INPUT FOR THIS TASK:
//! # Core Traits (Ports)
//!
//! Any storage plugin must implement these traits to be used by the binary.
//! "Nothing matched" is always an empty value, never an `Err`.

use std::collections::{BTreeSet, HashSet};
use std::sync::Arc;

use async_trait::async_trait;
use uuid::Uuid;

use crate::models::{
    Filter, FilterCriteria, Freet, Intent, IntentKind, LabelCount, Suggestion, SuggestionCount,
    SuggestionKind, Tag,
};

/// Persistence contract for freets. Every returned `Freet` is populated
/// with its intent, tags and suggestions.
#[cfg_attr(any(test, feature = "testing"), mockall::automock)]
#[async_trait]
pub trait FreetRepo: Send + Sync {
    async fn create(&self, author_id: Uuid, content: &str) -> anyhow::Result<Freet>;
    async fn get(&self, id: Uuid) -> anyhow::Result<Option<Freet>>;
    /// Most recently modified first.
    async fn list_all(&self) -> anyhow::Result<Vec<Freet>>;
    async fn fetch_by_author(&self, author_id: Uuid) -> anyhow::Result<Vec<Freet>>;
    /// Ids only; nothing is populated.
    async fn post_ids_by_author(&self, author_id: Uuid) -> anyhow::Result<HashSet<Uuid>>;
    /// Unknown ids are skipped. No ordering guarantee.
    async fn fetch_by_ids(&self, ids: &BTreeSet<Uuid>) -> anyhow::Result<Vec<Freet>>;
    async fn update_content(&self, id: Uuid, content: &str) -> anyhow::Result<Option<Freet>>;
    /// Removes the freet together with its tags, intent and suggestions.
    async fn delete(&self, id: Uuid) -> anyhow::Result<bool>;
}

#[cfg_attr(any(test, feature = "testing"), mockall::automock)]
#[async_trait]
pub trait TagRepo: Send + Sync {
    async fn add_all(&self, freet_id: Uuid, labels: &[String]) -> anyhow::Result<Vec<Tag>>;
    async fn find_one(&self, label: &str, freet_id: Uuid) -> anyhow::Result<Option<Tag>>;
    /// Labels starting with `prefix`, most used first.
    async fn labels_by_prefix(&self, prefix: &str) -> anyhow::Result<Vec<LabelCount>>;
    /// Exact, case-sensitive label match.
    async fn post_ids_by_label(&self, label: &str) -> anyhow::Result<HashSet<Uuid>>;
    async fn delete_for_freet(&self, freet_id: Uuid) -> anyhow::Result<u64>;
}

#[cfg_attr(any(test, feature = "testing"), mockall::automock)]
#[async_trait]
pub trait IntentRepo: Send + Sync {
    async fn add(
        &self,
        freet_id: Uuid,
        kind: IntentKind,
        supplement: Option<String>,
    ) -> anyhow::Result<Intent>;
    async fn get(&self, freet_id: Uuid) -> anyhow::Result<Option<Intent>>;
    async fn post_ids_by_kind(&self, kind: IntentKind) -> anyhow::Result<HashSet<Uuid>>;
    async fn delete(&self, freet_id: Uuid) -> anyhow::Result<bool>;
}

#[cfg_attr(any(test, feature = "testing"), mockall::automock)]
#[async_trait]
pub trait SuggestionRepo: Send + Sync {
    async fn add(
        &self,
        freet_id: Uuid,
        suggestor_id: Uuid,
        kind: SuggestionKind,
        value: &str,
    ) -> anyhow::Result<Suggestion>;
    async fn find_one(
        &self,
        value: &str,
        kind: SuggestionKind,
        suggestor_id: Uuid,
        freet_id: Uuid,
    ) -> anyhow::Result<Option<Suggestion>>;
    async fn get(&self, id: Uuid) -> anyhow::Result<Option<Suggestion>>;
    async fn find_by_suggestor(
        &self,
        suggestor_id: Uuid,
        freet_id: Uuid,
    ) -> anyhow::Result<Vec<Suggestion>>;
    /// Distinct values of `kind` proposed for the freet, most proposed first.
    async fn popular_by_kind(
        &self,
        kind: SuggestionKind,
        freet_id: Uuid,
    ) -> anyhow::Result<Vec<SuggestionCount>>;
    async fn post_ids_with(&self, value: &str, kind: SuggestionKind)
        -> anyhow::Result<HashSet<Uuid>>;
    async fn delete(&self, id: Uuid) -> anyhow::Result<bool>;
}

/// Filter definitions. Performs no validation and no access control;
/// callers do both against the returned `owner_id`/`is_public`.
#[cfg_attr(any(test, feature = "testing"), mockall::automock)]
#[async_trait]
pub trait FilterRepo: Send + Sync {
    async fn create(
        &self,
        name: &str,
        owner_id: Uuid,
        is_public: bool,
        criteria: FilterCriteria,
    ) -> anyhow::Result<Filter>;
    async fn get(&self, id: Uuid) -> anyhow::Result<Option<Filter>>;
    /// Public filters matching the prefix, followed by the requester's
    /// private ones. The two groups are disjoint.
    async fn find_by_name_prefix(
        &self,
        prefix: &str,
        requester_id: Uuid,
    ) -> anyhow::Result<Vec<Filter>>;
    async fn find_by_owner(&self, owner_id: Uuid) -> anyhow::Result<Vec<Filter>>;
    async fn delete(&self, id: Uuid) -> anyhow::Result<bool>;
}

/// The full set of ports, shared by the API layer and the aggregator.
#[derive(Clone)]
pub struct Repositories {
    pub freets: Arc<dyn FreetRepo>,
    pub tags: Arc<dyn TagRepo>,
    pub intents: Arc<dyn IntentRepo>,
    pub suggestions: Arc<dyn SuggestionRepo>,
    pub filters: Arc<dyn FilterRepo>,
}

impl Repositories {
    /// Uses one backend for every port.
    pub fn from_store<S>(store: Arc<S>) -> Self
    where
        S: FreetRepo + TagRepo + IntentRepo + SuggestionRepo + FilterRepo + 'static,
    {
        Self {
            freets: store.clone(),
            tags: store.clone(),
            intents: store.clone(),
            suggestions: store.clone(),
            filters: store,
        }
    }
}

...

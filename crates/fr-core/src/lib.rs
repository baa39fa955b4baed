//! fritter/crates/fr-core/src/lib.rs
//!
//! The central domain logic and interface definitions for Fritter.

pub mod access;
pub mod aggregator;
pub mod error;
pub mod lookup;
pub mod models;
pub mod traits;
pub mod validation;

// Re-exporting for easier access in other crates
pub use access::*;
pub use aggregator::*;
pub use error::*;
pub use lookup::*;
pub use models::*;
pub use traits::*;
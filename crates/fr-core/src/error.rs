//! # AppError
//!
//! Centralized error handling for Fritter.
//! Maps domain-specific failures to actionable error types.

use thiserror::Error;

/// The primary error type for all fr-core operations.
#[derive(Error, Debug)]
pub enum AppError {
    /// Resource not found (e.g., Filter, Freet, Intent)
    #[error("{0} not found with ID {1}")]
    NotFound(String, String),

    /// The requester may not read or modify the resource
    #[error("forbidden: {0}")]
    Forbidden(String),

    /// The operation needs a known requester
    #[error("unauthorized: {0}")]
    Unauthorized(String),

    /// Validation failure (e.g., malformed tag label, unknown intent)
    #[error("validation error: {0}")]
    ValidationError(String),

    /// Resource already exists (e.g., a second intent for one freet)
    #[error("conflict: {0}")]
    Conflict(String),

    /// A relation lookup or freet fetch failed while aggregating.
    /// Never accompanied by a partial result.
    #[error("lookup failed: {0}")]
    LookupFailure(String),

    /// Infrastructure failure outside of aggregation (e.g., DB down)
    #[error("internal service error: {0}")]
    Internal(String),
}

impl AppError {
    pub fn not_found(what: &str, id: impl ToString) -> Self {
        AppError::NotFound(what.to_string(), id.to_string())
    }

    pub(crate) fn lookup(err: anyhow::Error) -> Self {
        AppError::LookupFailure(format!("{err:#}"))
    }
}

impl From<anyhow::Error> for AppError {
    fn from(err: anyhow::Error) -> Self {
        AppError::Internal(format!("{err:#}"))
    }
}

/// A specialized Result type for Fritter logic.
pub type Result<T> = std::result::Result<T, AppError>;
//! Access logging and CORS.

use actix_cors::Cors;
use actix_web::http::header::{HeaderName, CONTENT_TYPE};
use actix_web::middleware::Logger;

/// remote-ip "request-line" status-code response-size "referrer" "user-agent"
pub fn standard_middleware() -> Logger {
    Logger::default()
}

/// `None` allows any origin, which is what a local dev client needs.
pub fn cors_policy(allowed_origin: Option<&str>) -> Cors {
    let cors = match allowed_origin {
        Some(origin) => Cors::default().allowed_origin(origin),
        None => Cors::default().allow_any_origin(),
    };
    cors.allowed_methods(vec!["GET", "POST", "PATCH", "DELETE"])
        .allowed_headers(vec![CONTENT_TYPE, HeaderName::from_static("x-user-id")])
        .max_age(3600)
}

PROBLEM TO SOLVE: Every line in the entries above that has the word "SuggestionCount" should be identified and copied.

ANSWER:
    Filter, FilterCriteria, Freet, Intent, IntentKind, LabelCount, Suggestion, SuggestionCount,
    ) -> anyhow::Result<Vec<SuggestionCount>>;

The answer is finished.